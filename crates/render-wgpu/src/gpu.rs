use crate::shaders;
use bytemuck::{Pod, Zeroable};
use glam::Mat4;
use infinigrid_assets::ImageData;
use infinigrid_render::{FrameView, Plane};
use wgpu::util::DeviceExt;

/// Subdivisions per side of the plane mesh, enough for a smooth bend.
pub const PLANE_SEGMENTS: u32 = 100;

#[repr(C)]
#[derive(Copy, Clone, Pod, Zeroable)]
struct CameraUniforms {
    view_proj: [[f32; 4]; 4],
}

#[repr(C)]
#[derive(Copy, Clone, Pod, Zeroable)]
struct Vertex {
    position: [f32; 3],
    uv: [f32; 2],
}

/// GPU layout of one plane's uniforms. Mirrors `Plane` in the WGSL source.
#[repr(C)]
#[derive(Copy, Clone, Debug, PartialEq, Pod, Zeroable)]
struct PlaneUniformsRaw {
    model: [[f32; 4]; 4],
    offset: [f32; 2],
    plane_sizes: [f32; 2],
    image_sizes: [f32; 2],
    parallax: [f32; 2],
    strength: [f32; 2],
    viewport_sizes: [f32; 2],
    alpha: f32,
    zoom: f32,
    gray: f32,
    velo: f32,
    hover: f32,
    _pad0: f32,
    _pad1: f32,
    _pad2: f32,
}

impl PlaneUniformsRaw {
    fn from_plane(plane: &Plane) -> Self {
        let u = plane.uniforms();
        Self {
            model: plane.model_matrix().to_cols_array_2d(),
            offset: u.offset.to_array(),
            plane_sizes: u.plane_sizes.to_array(),
            image_sizes: u.image_sizes.to_array(),
            parallax: u.parallax.to_array(),
            strength: u.strength.to_array(),
            viewport_sizes: u.viewport_sizes.to_array(),
            alpha: u.alpha,
            zoom: u.zoom,
            gray: u.gray,
            velo: u.velo,
            hover: u.hover,
            _pad0: 0.0,
            _pad1: 0.0,
            _pad2: 0.0,
        }
    }
}

/// Generate a unit quad in the XY plane split into `segments` x `segments`
/// cells. UV `(0, 0)` is the top-left corner.
fn plane_mesh(segments: u32) -> (Vec<Vertex>, Vec<u32>) {
    let segments = segments.max(1);
    let row = segments + 1;
    let mut vertices = Vec::with_capacity((row * row) as usize);
    for j in 0..=segments {
        let v = j as f32 / segments as f32;
        for i in 0..=segments {
            let u = i as f32 / segments as f32;
            vertices.push(Vertex {
                position: [u - 0.5, 0.5 - v, 0.0],
                uv: [u, v],
            });
        }
    }

    let mut indices = Vec::with_capacity((segments * segments * 6) as usize);
    for j in 0..segments {
        for i in 0..segments {
            let a = j * row + i;
            let b = a + 1;
            let c = a + row;
            let d = c + 1;
            indices.extend_from_slice(&[a, c, b, b, c, d]);
        }
    }
    (vertices, indices)
}

/// Per-plane GPU resources.
struct PlaneGpu {
    uniform_buffer: wgpu::Buffer,
    bind_group: wgpu::BindGroup,
}

/// wgpu-based gallery renderer.
pub struct WgpuRenderer {
    pipeline: wgpu::RenderPipeline,
    camera_buffer: wgpu::Buffer,
    camera_bind_group: wgpu::BindGroup,
    vertex_buffer: wgpu::Buffer,
    index_buffer: wgpu::Buffer,
    index_count: u32,
    planes: Vec<PlaneGpu>,
}

impl WgpuRenderer {
    /// Build the pipeline and upload one texture per image, in gallery order.
    pub fn new(
        device: &wgpu::Device,
        queue: &wgpu::Queue,
        surface_format: wgpu::TextureFormat,
        images: &[ImageData],
    ) -> Self {
        let camera_buffer = device.create_buffer_init(&wgpu::util::BufferInitDescriptor {
            label: Some("camera_buffer"),
            contents: bytemuck::bytes_of(&CameraUniforms {
                view_proj: Mat4::IDENTITY.to_cols_array_2d(),
            }),
            usage: wgpu::BufferUsages::UNIFORM | wgpu::BufferUsages::COPY_DST,
        });

        let camera_layout = device.create_bind_group_layout(&wgpu::BindGroupLayoutDescriptor {
            label: Some("camera_bind_group_layout"),
            entries: &[wgpu::BindGroupLayoutEntry {
                binding: 0,
                visibility: wgpu::ShaderStages::VERTEX,
                ty: wgpu::BindingType::Buffer {
                    ty: wgpu::BufferBindingType::Uniform,
                    has_dynamic_offset: false,
                    min_binding_size: None,
                },
                count: None,
            }],
        });

        let camera_bind_group = device.create_bind_group(&wgpu::BindGroupDescriptor {
            label: Some("camera_bind_group"),
            layout: &camera_layout,
            entries: &[wgpu::BindGroupEntry {
                binding: 0,
                resource: camera_buffer.as_entire_binding(),
            }],
        });

        let plane_layout = device.create_bind_group_layout(&wgpu::BindGroupLayoutDescriptor {
            label: Some("plane_bind_group_layout"),
            entries: &[
                wgpu::BindGroupLayoutEntry {
                    binding: 0,
                    visibility: wgpu::ShaderStages::VERTEX_FRAGMENT,
                    ty: wgpu::BindingType::Buffer {
                        ty: wgpu::BufferBindingType::Uniform,
                        has_dynamic_offset: false,
                        min_binding_size: None,
                    },
                    count: None,
                },
                wgpu::BindGroupLayoutEntry {
                    binding: 1,
                    visibility: wgpu::ShaderStages::FRAGMENT,
                    ty: wgpu::BindingType::Texture {
                        sample_type: wgpu::TextureSampleType::Float { filterable: true },
                        view_dimension: wgpu::TextureViewDimension::D2,
                        multisampled: false,
                    },
                    count: None,
                },
                wgpu::BindGroupLayoutEntry {
                    binding: 2,
                    visibility: wgpu::ShaderStages::FRAGMENT,
                    ty: wgpu::BindingType::Sampler(wgpu::SamplerBindingType::Filtering),
                    count: None,
                },
            ],
        });

        let pipeline_layout = device.create_pipeline_layout(&wgpu::PipelineLayoutDescriptor {
            label: Some("plane_pipeline_layout"),
            bind_group_layouts: &[&camera_layout, &plane_layout],
            push_constant_ranges: &[],
        });

        let shader = device.create_shader_module(wgpu::ShaderModuleDescriptor {
            label: Some("plane_shader"),
            source: wgpu::ShaderSource::Wgsl(shaders::PLANE_SHADER.into()),
        });

        let pipeline = device.create_render_pipeline(&wgpu::RenderPipelineDescriptor {
            label: Some("plane_pipeline"),
            layout: Some(&pipeline_layout),
            vertex: wgpu::VertexState {
                module: &shader,
                entry_point: Some("vs_main"),
                compilation_options: Default::default(),
                buffers: &[wgpu::VertexBufferLayout {
                    array_stride: std::mem::size_of::<Vertex>() as u64,
                    step_mode: wgpu::VertexStepMode::Vertex,
                    attributes: &wgpu::vertex_attr_array![
                        0 => Float32x3,
                        1 => Float32x2,
                    ],
                }],
            },
            fragment: Some(wgpu::FragmentState {
                module: &shader,
                entry_point: Some("fs_main"),
                compilation_options: Default::default(),
                targets: &[Some(wgpu::ColorTargetState {
                    format: surface_format,
                    blend: Some(wgpu::BlendState::ALPHA_BLENDING),
                    write_mask: wgpu::ColorWrites::ALL,
                })],
            }),
            primitive: wgpu::PrimitiveState {
                topology: wgpu::PrimitiveTopology::TriangleList,
                // Both faces are drawn.
                cull_mode: None,
                ..Default::default()
            },
            depth_stencil: None,
            multisample: Default::default(),
            multiview: None,
            cache: None,
        });

        let (vertices, indices) = plane_mesh(PLANE_SEGMENTS);
        let vertex_buffer = device.create_buffer_init(&wgpu::util::BufferInitDescriptor {
            label: Some("plane_vertex_buffer"),
            contents: bytemuck::cast_slice(&vertices),
            usage: wgpu::BufferUsages::VERTEX,
        });
        let index_buffer = device.create_buffer_init(&wgpu::util::BufferInitDescriptor {
            label: Some("plane_index_buffer"),
            contents: bytemuck::cast_slice(&indices),
            usage: wgpu::BufferUsages::INDEX,
        });

        let sampler = device.create_sampler(&wgpu::SamplerDescriptor {
            label: Some("plane_sampler"),
            address_mode_u: wgpu::AddressMode::ClampToEdge,
            address_mode_v: wgpu::AddressMode::ClampToEdge,
            mag_filter: wgpu::FilterMode::Linear,
            min_filter: wgpu::FilterMode::Linear,
            ..Default::default()
        });

        let max_dimension = device.limits().max_texture_dimension_2d;
        let planes = images
            .iter()
            .enumerate()
            .map(|(index, image)| {
                let texture_view = upload_texture(device, queue, index, image, max_dimension);
                let uniform_buffer = device.create_buffer(&wgpu::BufferDescriptor {
                    label: Some("plane_uniform_buffer"),
                    size: std::mem::size_of::<PlaneUniformsRaw>() as u64,
                    usage: wgpu::BufferUsages::UNIFORM | wgpu::BufferUsages::COPY_DST,
                    mapped_at_creation: false,
                });
                let bind_group = device.create_bind_group(&wgpu::BindGroupDescriptor {
                    label: Some("plane_bind_group"),
                    layout: &plane_layout,
                    entries: &[
                        wgpu::BindGroupEntry {
                            binding: 0,
                            resource: uniform_buffer.as_entire_binding(),
                        },
                        wgpu::BindGroupEntry {
                            binding: 1,
                            resource: wgpu::BindingResource::TextureView(&texture_view),
                        },
                        wgpu::BindGroupEntry {
                            binding: 2,
                            resource: wgpu::BindingResource::Sampler(&sampler),
                        },
                    ],
                });
                PlaneGpu {
                    uniform_buffer,
                    bind_group,
                }
            })
            .collect::<Vec<_>>();

        tracing::info!(
            planes = planes.len(),
            format = ?surface_format,
            "wgpu renderer ready"
        );

        Self {
            pipeline,
            camera_buffer,
            camera_bind_group,
            vertex_buffer,
            index_buffer,
            index_count: indices.len() as u32,
            planes,
        }
    }

    /// Render one frame: clear to transparent, then one draw per plane.
    pub fn render(
        &self,
        device: &wgpu::Device,
        queue: &wgpu::Queue,
        target: &wgpu::TextureView,
        frame: &FrameView<'_>,
    ) {
        queue.write_buffer(
            &self.camera_buffer,
            0,
            bytemuck::bytes_of(&CameraUniforms {
                view_proj: frame.camera.view_projection().to_cols_array_2d(),
            }),
        );
        for (gpu, plane) in self.planes.iter().zip(frame.planes) {
            queue.write_buffer(
                &gpu.uniform_buffer,
                0,
                bytemuck::bytes_of(&PlaneUniformsRaw::from_plane(plane)),
            );
        }

        let mut encoder = device.create_command_encoder(&wgpu::CommandEncoderDescriptor {
            label: Some("render_encoder"),
        });

        {
            let mut pass = encoder.begin_render_pass(&wgpu::RenderPassDescriptor {
                label: Some("gallery_pass"),
                color_attachments: &[Some(wgpu::RenderPassColorAttachment {
                    view: target,
                    resolve_target: None,
                    ops: wgpu::Operations {
                        load: wgpu::LoadOp::Clear(wgpu::Color::TRANSPARENT),
                        store: wgpu::StoreOp::Store,
                    },
                })],
                ..Default::default()
            });

            pass.set_pipeline(&self.pipeline);
            pass.set_bind_group(0, &self.camera_bind_group, &[]);
            pass.set_vertex_buffer(0, self.vertex_buffer.slice(..));
            pass.set_index_buffer(self.index_buffer.slice(..), wgpu::IndexFormat::Uint32);
            for gpu in self.planes.iter().take(frame.planes.len()) {
                pass.set_bind_group(1, &gpu.bind_group, &[]);
                pass.draw_indexed(0..self.index_count, 0, 0..1);
            }
        }

        queue.submit(std::iter::once(encoder.finish()));
    }
}

/// Upload one image, downscaled to fit `max_dimension` if the device needs it.
fn upload_texture(
    device: &wgpu::Device,
    queue: &wgpu::Queue,
    index: usize,
    image: &ImageData,
    max_dimension: u32,
) -> wgpu::TextureView {
    let texels = image.texels(max_dimension);
    let size = wgpu::Extent3d {
        width: texels.width,
        height: texels.height,
        depth_or_array_layers: 1,
    };
    let texture = device.create_texture(&wgpu::TextureDescriptor {
        label: Some("plane_texture"),
        size,
        // No mipmaps, images are shown near native size.
        mip_level_count: 1,
        sample_count: 1,
        dimension: wgpu::TextureDimension::D2,
        format: wgpu::TextureFormat::Rgba8UnormSrgb,
        usage: wgpu::TextureUsages::TEXTURE_BINDING | wgpu::TextureUsages::COPY_DST,
        view_formats: &[],
    });
    queue.write_texture(
        wgpu::TexelCopyTextureInfo {
            texture: &texture,
            mip_level: 0,
            origin: wgpu::Origin3d::ZERO,
            aspect: wgpu::TextureAspect::All,
        },
        &texels.rgba,
        wgpu::TexelCopyBufferLayout {
            offset: 0,
            bytes_per_row: Some(4 * size.width),
            rows_per_image: Some(size.height),
        },
        size,
    );
    tracing::debug!(
        plane = index,
        width = size.width,
        height = size.height,
        downscaled = size.width != image.width.max(1) || size.height != image.height.max(1),
        placeholder = image.placeholder,
        "texture uploaded"
    );
    texture.create_view(&Default::default())
}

§ Your assignment
Considering the records above, how many lines hold "FrameView"? Please answer with only the number.

§ Written reply
2